In particular, one item on Charles’ list stuck out to me:

Expository preaching addresses the needs of the people which never occur to the preacher

I simply cannot tell you how many times I’ve seen this. Almost invariably, when someone feels that something in particular in a sermon is ‘for them’, it is not something I knew was going on in their life. It was not a need I was aware of now. But it is a need that God knew of so long ago when he inspired the text and ordained for me to preach it on this particular Sunday.

Viewed from that perspective, of knowing the needs of human hearts, we actually begin to see something of the audacity of not habitually preaching expository messages. Preaching topically, or as I see fit, actually places more faith in my ability to assess the needs of our people than it does in the sufficiency of the revealed word and will of God.

Expository preaching forces us to preach on topics and texts that we would never choose. Expository preaching forces us to be controlled in what we talk about next.

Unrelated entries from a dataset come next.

//! Preview pane: details of one selected record plus recent similar commands.
//!
//! Runs in a separate process started by the selector for every highlighted
//! row, so it must be quick and must never leave a half-written report behind
//! when its input is unusable.

use std::collections::HashSet;
use std::fmt::Write as _;

use atuin_fzf_common::style::{Color, bold};
use atuin_fzf_common::{HistoryRecord, MalformedRecord};

use crate::launcher;


const RULE: &str = "───────────────────────────────────────────────────";

/// Width of the command column in the related-commands block.
const COMMAND_WIDTH: usize = 40;

/// Output template for related-command queries: command, tab, directory.
#[allow(clippy::literal_string_with_formatting_args)]
const RELATED_FORMAT: &str = "{command}\t{directory}";

/// Where a related-command query looks.
#[derive(Debug, Clone, Copy, PartialEq, Eq)]
pub enum Scope<'a> {
    Global,
    Directory(&'a str),
}

impl Scope<'_> {
    pub const fn label(self) -> &'static str {
        match self {
            Self::Global => "global",
            Self::Directory(_) => "directory",
        }
    }
}

#[derive(Debug, Clone, Copy, PartialEq, Eq)]
pub struct RelatedQuery<'a> {
    /// Prefix the related commands must start with.
    pub command: &'a str,
    pub scope: Scope<'a>,
    pub limit: u32,
}

/// Source of related commands, one `command\tdirectory` pair per line.
pub trait RelatedSource: Sync {
    /// Run one query and return its raw output.
    ///
    /// # Errors
    ///
    /// Returns an error if the query could not be run or failed.
    fn related(&self, query: &RelatedQuery<'_>) -> anyhow::Result<String>;
}

/// Queries the history backend with a prefix search.
#[derive(Debug, Clone)]
pub struct BackendSource {
    pub program: String,
}

impl BackendSource {
    pub fn args(query: &RelatedQuery<'_>) -> Vec<String> {
        let mut args: Vec<String> = vec![
            "search".into(),
            "--limit".into(),
            query.limit.to_string(),
            "--search-mode".into(),
            "prefix".into(),
        ];
        if let Scope::Directory(dir) = query.scope {
            args.extend(["--cwd".into(), dir.to_string()]);
        }
        args.extend([
            "--format".into(),
            RELATED_FORMAT.to_string(),
            // Commands starting with '-' must not be read as backend flags.
            "--".into(),
            query.command.to_string(),
        ]);
        args
    }
}

impl RelatedSource for BackendSource {
    fn related(&self, query: &RelatedQuery<'_>) -> anyhow::Result<String> {
        Ok(launcher::capture(&self.program, &Self::args(query))?)
    }
}

/// A related-command query that failed. Reported after the report itself.
#[derive(Debug)]
pub struct QueryFailure {
    pub scope: &'static str,
    pub error: anyhow::Error,
}

impl std::fmt::Display for QueryFailure {
    fn fmt(&self, f: &mut std::fmt::Formatter<'_>) -> std::fmt::Result {
        write!(f, "{} related commands: {:#}", self.scope, self.error)
    }
}

/// Related commands merged across sources in first-seen order.
///
/// Keyed on the exact `command\tdirectory` line; a line without a tab still
/// counts as seen but is not shown.
#[derive(Debug, Default)]
pub struct RelatedCommands {
    seen: HashSet<String>,
    entries: Vec<(String, String)>,
}

impl RelatedCommands {
    pub fn new() -> Self {
        Self::default()
    }

    /// Add every new line of one source's output.
    pub fn extend_from_output(&mut self, output: &str) {
        for line in output.lines() {
            if !self.seen.insert(line.to_string()) {
                continue;
            }
            if let Some((command, directory)) = line.split_once('\t') {
                self.entries
                    .push((command.to_string(), directory.to_string()));
            }
        }
    }

    pub fn entries(&self) -> &[(String, String)] {
        &self.entries
    }

    pub fn is_empty(&self) -> bool {
        self.entries.is_empty()
    }

    fn write_to(&self, out: &mut String) {
        for (command, directory) in &self.entries {
            let _ = writeln!(
                out,
                "{command:<width$.width$} ({directory})",
                width = COMMAND_WIDTH
            );
        }
    }
}

/// A rendered preview. `failures` is non-empty when a related-command query
/// failed; `report` still contains everything that succeeded.
#[derive(Debug)]
pub struct Preview {
    pub report: String,
    pub failures: Vec<QueryFailure>,
}

impl Preview {
    pub fn is_complete(&self) -> bool {
        self.failures.is_empty()
    }
}

fn section(out: &mut String, title: &str) {
    let _ = writeln!(out, "{}", bold(title));
    let _ = writeln!(out, "{RULE}");
}

fn detail(out: &mut String, label: &str, value: &str) {
    let _ = writeln!(out, "{label:<10} {value}");
}

/// Run both related-command queries concurrently and merge them, global
/// results first.
pub fn collect_related(
    record: &HistoryRecord,
    source: &dyn RelatedSource,
    limit: u32,
) -> (RelatedCommands, Vec<QueryFailure>) {
    let global = RelatedQuery {
        command: &record.command,
        scope: Scope::Global,
        limit,
    };
    let local = RelatedQuery {
        command: &record.command,
        scope: Scope::Directory(&record.directory),
        limit,
    };

    let results = std::thread::scope(|s| {
        let dir_task = s.spawn(|| source.related(&local));
        let global_result = source.related(&global);
        let dir_result = dir_task
            .join()
            .unwrap_or_else(|_| Err(anyhow::anyhow!("directory query panicked")));
        [(global.scope, global_result), (local.scope, dir_result)]
    });

    let mut related = RelatedCommands::new();
    let mut failures = Vec::new();
    for (scope, result) in results {
        match result {
            Ok(output) => related.extend_from_output(&output),
            Err(error) => {
                tracing::debug!(scope = scope.label(), "related query failed: {error:#}");
                failures.push(QueryFailure {
                    scope: scope.label(),
                    error,
                });
            }
        }
    }
    (related, failures)
}

/// Render the preview for one selector row (`:::`-joined fields).
///
/// # Errors
///
/// Returns [`MalformedRecord`] when `raw` has fewer than five fields. Nothing
/// is rendered in that case and no query is run.
pub fn render(
    raw: &str,
    source: &dyn RelatedSource,
    limit: u32,
) -> Result<Preview, MalformedRecord> {
    let record = HistoryRecord::parse(raw)?;
    let status_color = if record.succeeded() {
        Color::Green
    } else {
        Color::Red
    };

    let mut report = String::new();
    section(&mut report, "Full Command");
    let _ = writeln!(report, "{}", record.command);
    report.push('\n');

    section(&mut report, "Execution Details");
    detail(&mut report, "Status:", &status_color.fg(&record.exit_code));
    detail(&mut report, "Ran In:", &record.directory);
    detail(&mut report, "Duration:", &record.duration);
    detail(&mut report, "When:", &record.timestamp);
    report.push('\n');

    section(&mut report, "Recent Similar Commands");
    let (related, failures) = collect_related(&record, source, limit);
    related.write_to(&mut report);

    Ok(Preview { report, failures })
}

If the medium does indeed convey the message, then expository preaching in and of itself serves both the preacher and the people well in that it says: ‘This man is being told what to talk about; he is not the one who knows what we need.’ It militates against the projection of the false image of the pastor as the one who is ultimately setting the vision for the church. If the vision for the church is biblical, people will see it as it is drawn out from the word, rather than created in the mind of the ‘visionary’ pastor.

Can I also just add this? Expository preaching takes so much pressure off the preacher! I don’t have to worry about deciding what to say next. I don’t need to be constantly fretting over the question, ‘What do our people need to hear?’ All I need to do is say what the text says.

Even when it comes to the selection of a book to preach, I can rest assured knowing that all Scripture is God-breathed and useful. As long as I’m preaching the Bible, I’m preaching what our people need to hear in order to be equipped. What a blessed relief!

So who says what I say? And who gets to determine what our people need to hear? God already said that a long time ago I just need to keep repeating it.